The development of efficient drug delivery systems for hydrophobic anticancer drugs like Olaparib (OLA) remains a critical challenge in cancer therapy. This study presents a comprehensive investigation of OLA-loaded zinc oxide nanoparticles (OLA@ZnO) through integrated experimental and computational approaches to optimize pH-responsive drug delivery. ZnO nanoparticles were synthesized via a sol-gel method and characterized using SEM, XRD, FTIR, and UV-Vis spectroscopy, revealing successful OLA loading through Zn²⁺-carbonyl coordination and π-stacking interactions. The nanocomposites exhibited excellent colloidal stability (zeta potential = 11 mV at pH 7.4) and pH-triggered drug release, with 100 % release in 20 h (physiological pH) versus 90 % in 24 h (acidic pH). Korsmeyer-Peppas modeling confirmed diffusion-dominated release (n = 0.52) at neutral pH and erosion-controlled release (n = 0.69) in acidic conditions. Density functional theory (DFT) calculations revealed strong charge transfer, evidenced by a narrowed HOMO-LUMO gap (4.89 → 3.21 eV) and increased dipole moment (5.7 → 9.13 D). Molecular descriptors highlighted enhanced reactivity (softness = 0.621 eV⁻¹) and pH sensitivity (electrophilicity = 4.54 eV), while reduced density gradient (RDG) analysis visualized key binding interactions (-0.9 eV for Zn²⁺-C = O coordination). Thermodynamic analysis demonstrated spontaneous adsorption (ΔG = -0.77 to -0.89 eV) with exothermic behavior (ΔH = -0.87 to -1.00 eV) and entropy-driven release (ΔS = -0.00034 to -0.00037 eV/K). Size-dependent trends showed that smaller nanoparticles (0.9 nm) enabled rapid release (τ = 1.05 s) for acute therapy, while larger nanoparticles (2.0 nm) provided sustained delivery (τ = 152 s) for chronic treatment. These findings establish a robust structure-property relationship for designing tunable ZnO-based nanocarriers, offering a promising strategy to improve the therapeutic efficacy of OLA and other hydrophobic drugs in targeted cancer therapy.
为奥拉帕尼(OLA)等疏水性抗癌药物开发高效的药物递送系统仍然是癌症治疗中的一项关键挑战。本研究通过综合实验和计算方法,对负载OLA的氧化锌纳米颗粒(OLA@ZnO)进行了全面研究,以优化pH响应性药物递送。

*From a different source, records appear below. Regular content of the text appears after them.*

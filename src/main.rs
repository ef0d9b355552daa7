//! Gleaner main entry point
//!
//! This is the command-line shell for the Gleaner single-page scraper.

use anyhow::Context;
use clap::{Parser, Subcommand};
use gleaner::config::load_or_default;
use gleaner::output::{export_csv, format_result, format_summary, write_json, Tabular};
use gleaner::{ExtractionResult, GleanError, Pipeline};
use serde::Serialize;
use std::path::PathBuf;
use tracing_subscriber::EnvFilter;

const DEFAULT_URL: &str = "https://en.wikipedia.org/wiki/Main_Page";

/// Gleaner: a polite single-page scraper
///
/// Every command checks robots.txt for the target URL before fetching it.
#[derive(Parser, Debug)]
#[command(name = "gleaner")]
#[command(version)]
#[command(about = "A polite single-page scraper", long_about = None)]
struct Cli {
    /// Path to TOML configuration file (built-in defaults when omitted)
    #[arg(short, long, value_name = "CONFIG", global = true)]
    config: Option<PathBuf>,

    /// Page to scrape
    #[arg(long, default_value = DEFAULT_URL, global = true)]
    url: String,

    /// Also write the result as CSV to this path
    #[arg(long, value_name = "PATH", global = true)]
    csv: Option<PathBuf>,

    /// Also write the result as JSON to this path
    #[arg(long, value_name = "PATH", global = true)]
    json: Option<PathBuf>,

    /// Increase logging verbosity (-v, -vv, -vvv)
    #[arg(short, long, action = clap::ArgAction::Count, global = true)]
    verbose: u8,

    /// Suppress non-error output
    #[arg(short, long, conflicts_with = "verbose", global = true)]
    quiet: bool,

    #[command(subcommand)]
    command: Command,
}

#[derive(Subcommand, Debug)]
enum Command {
    /// Check whether robots.txt allows scraping the URL
    Check,

    /// Extract headlines, links and images
    Extract,

    /// Extract links only
    Links,

    /// Find body text containing a keyword (case-insensitive)
    Search {
        /// Keyword to look for; empty matches every text node
        #[arg(default_value = "")]
        keyword: String,
    },

    /// Select elements with a CSS selector
    Select {
        /// CSS selector, e.g. "div.mw-parser-output > p"
        selector: String,
    },

    /// Count elements with a tag name
    Count {
        /// Tag name (case-insensitive)
        #[arg(default_value = "p")]
        tag: String,
    },

    /// List /wiki links of the page
    Follow {
        /// Link depth; negative returns nothing, anything else stays on one page
        #[arg(short, long, default_value_t = 1, allow_negative_numbers = true)]
        depth: i64,
    },
}

#[tokio::main]
async fn main() -> anyhow::Result<()> {
    let cli = Cli::parse();

    // Setup logging based on verbosity
    setup_logging(cli.verbose, cli.quiet);

    let config = load_or_default(cli.config.as_deref()).context("Failed to load configuration")?;
    let pipeline = Pipeline::new(&config).context("Failed to build HTTP client")?;

    match run(&cli, &pipeline).await {
        Err(GleanError::RobotsDenied { url }) => {
            Err(anyhow::anyhow!("Not allowed to scrape {}", url))
        }
        result => Ok(result?),
    }
}

/// Sets up the logging/tracing subscriber based on verbosity level
fn setup_logging(verbose: u8, quiet: bool) {
    let filter = if quiet {
        // Only show errors
        EnvFilter::new("error")
    } else {
        match verbose {
            0 => EnvFilter::new("gleaner=info,warn"),
            1 => EnvFilter::new("gleaner=debug,info"),
            2 => EnvFilter::new("gleaner=trace,debug"),
            _ => EnvFilter::new("trace"),
        }
    };

    tracing_subscriber::fmt()
        .with_env_filter(filter)
        .with_writer(std::io::stderr)
        .with_target(false)
        .with_thread_ids(false)
        .with_file(false)
        .init();
}

/// Runs one command against the pipeline
async fn run(cli: &Cli, pipeline: &Pipeline) -> Result<(), GleanError> {
    let url = cli.url.as_str();

    match &cli.command {
        Command::Check => {
            let decision = pipeline.check(url).await?;
            if decision.allowed {
                println!("Allowed to scrape {}", url);
            } else {
                println!("Not allowed to scrape {} (see {})", url, decision.robots_url);
            }
        }
        Command::Extract => {
            let summary = pipeline.extract_all(url).await?;
            println!("{}", format_summary(&summary));
            export(cli, &summary)?;
        }
        Command::Links => {
            let result = pipeline.extract_links(url).await?;
            show(cli, "Links", &result)?;
        }
        Command::Search { keyword } => {
            let result = pipeline.search_text(url, keyword).await?;
            show(cli, &format!("Occurrences of '{}'", keyword), &result)?;
        }
        Command::Select { selector } => {
            let result = pipeline.select(url, selector).await?;
            show(cli, &format!("Elements matching '{}'", selector), &result)?;
        }
        Command::Count { tag } => {
            let result = pipeline.count_elements(url, tag).await?;
            show(cli, &format!("Number of '{}' elements", tag), &result)?;
        }
        Command::Follow { depth } => {
            let result = pipeline.follow_links(url, *depth).await?;
            show(cli, "Followed Links", &result)?;
        }
    }

    Ok(())
}

/// Prints a result and exports it when requested
fn show(cli: &Cli, title: &str, result: &ExtractionResult) -> Result<(), GleanError> {
    println!("{}", format_result(title, result));
    export(cli, result)
}

/// Writes `value` to the `--csv` and `--json` destinations, if given
fn export<T: Tabular + Serialize>(cli: &Cli, value: &T) -> Result<(), GleanError> {
    if let Some(path) = &cli.csv {
        export_csv(value, path)?;
        tracing::info!("Wrote CSV to {}", path.display());
    }

    if let Some(path) = &cli.json {
        write_json(value, path)?;
        tracing::info!("Wrote JSON to {}", path.display());
    }

    Ok(())
}
//! Output error type and the row conversion trait
//!
//! This module defines how extraction results flatten into CSV rows.

use crate::extract::{ExtractionResult, Image, Link, PageSummary};
use thiserror::Error;

/// Errors that can occur during output operations
#[derive(Debug, Error)]
pub enum OutputError {
    #[error("IO error: {0}")]
    Io(#[from] std::io::Error),

    #[error("CSV error: {0}")]
    Csv(#[from] csv::Error),

    #[error("JSON error: {0}")]
    Json(#[from] serde_json::Error),
}

/// Result type for output operations
pub type OutputResult<T> = Result<T, OutputError>;

/// Values that flatten into fixed-width rows
pub trait Tabular {
    /// Rows in display order; every row has the same width
    fn rows(&self) -> Vec<Vec<String>>;
}

fn link_row(link: &Link) -> Vec<String> {
    vec![link.href.clone(), link.text.clone()]
}

fn image_row(image: &Image) -> Vec<String> {
    vec![
        image.src.clone().unwrap_or_default(),
        image.alt.clone().unwrap_or_default(),
    ]
}

fn single_column(items: &[String]) -> Vec<Vec<String>> {
    items.iter().map(|item| vec![item.clone()]).collect()
}

impl Tabular for ExtractionResult {
    fn rows(&self) -> Vec<Vec<String>> {
        match self {
            Self::Headlines(items)
            | Self::TextMatches(items)
            | Self::FollowedLinks(items)
            | Self::Selection(items) => single_column(items),
            Self::Links(links) => links.iter().map(link_row).collect(),
            Self::Images(images) => images.iter().map(image_row).collect(),
            Self::ElementCount(count) => vec![vec![count.to_string()]],
        }
    }
}

/// Three columns: kind, then the two fields of a link or image
/// (headlines leave the last column empty)
impl Tabular for PageSummary {
    fn rows(&self) -> Vec<Vec<String>> {
        let headlines = self
            .headlines
            .iter()
            .map(|headline| vec!["headline".to_string(), headline.clone(), String::new()]);

        let links = self.links.iter().map(|link| {
            let mut row = vec!["link".to_string()];
            row.extend(link_row(link));
            row
        });

        let images = self.images.iter().map(|image| {
            let mut row = vec!["image".to_string()];
            row.extend(image_row(image));
            row
        });

        headlines.chain(links).chain(images).collect()
    }
}
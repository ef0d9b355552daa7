//! Crawler module for page fetching and parsing
//!
//! This module contains the fetch side of the scraper, including:
//! - HTTP fetching with retry logic
//! - HTML parsing into a queryable document
//! - The robots-gated pipeline that ties them to the extractors

mod document;
mod fetcher;
mod pipeline;

pub use document::{compile_selector, decode_body, ParsedDocument};
pub use fetcher::{build_http_client, Fetcher, FetchResult};
pub use pipeline::Pipeline;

通过溶胶-凝胶法合成了ZnO纳米颗粒,并使用扫描电子显微镜(SEM)、X射线衍射(XRD)、傅里叶变换红外光谱(FTIR)和紫外-可见光谱进行了表征,结果表明通过Zn²⁺-羰基配位和π-堆积相互作用成功负载了OLA。纳米复合材料表现出优异的胶体稳定性(在pH 7.4时zeta电位 = 11 mV)和pH触发的药物释放,在20小时(生理pH)内释放100%,而在24小时(酸性pH)内释放90%。Korsmeyer-Peppas模型证实了在中性pH下以扩散为主的释放(n = 0.52)以及在酸性条件下以侵蚀控制的释放(n = 0.69)。密度泛函理论(DFT)计算显示出强烈的电荷转移,这通过HOMO-LUMO能隙变窄(4.89 → 3.21 eV)和偶极矩增加(5.7 → 9.13 D)得以证明。分子描述符突出了增强的反应性(软度 = 0.621 eV⁻¹)和pH敏感性(亲电性 = 4.54 eV),而密度降低梯度(RDG)分析可视化了关键的结合相互作用(Zn²⁺-C = O配位为-0.9 eV)。热力学分析表明自发吸附(ΔG = -0.77至-0.89 eV)具有放热行为(ΔH = -0.87至-1.00 eV)和熵驱动的释放(ΔS = -0.00034至-0.00037 eV/K)。尺寸依赖性趋势表明,较小的纳米颗粒(0.9 nm)能够实现急性治疗的快速释放(τ = 1.05 s),而较大的纳米颗粒(2.0 nm)则为慢性治疗提供持续递送(τ = 152 s)。这些发现为设计可调节的基于ZnO的纳米载体建立了强大的结构-性质关系,为提高OLA和其他疏水性药物在靶向癌症治疗中的疗效提供了一种有前景的策略。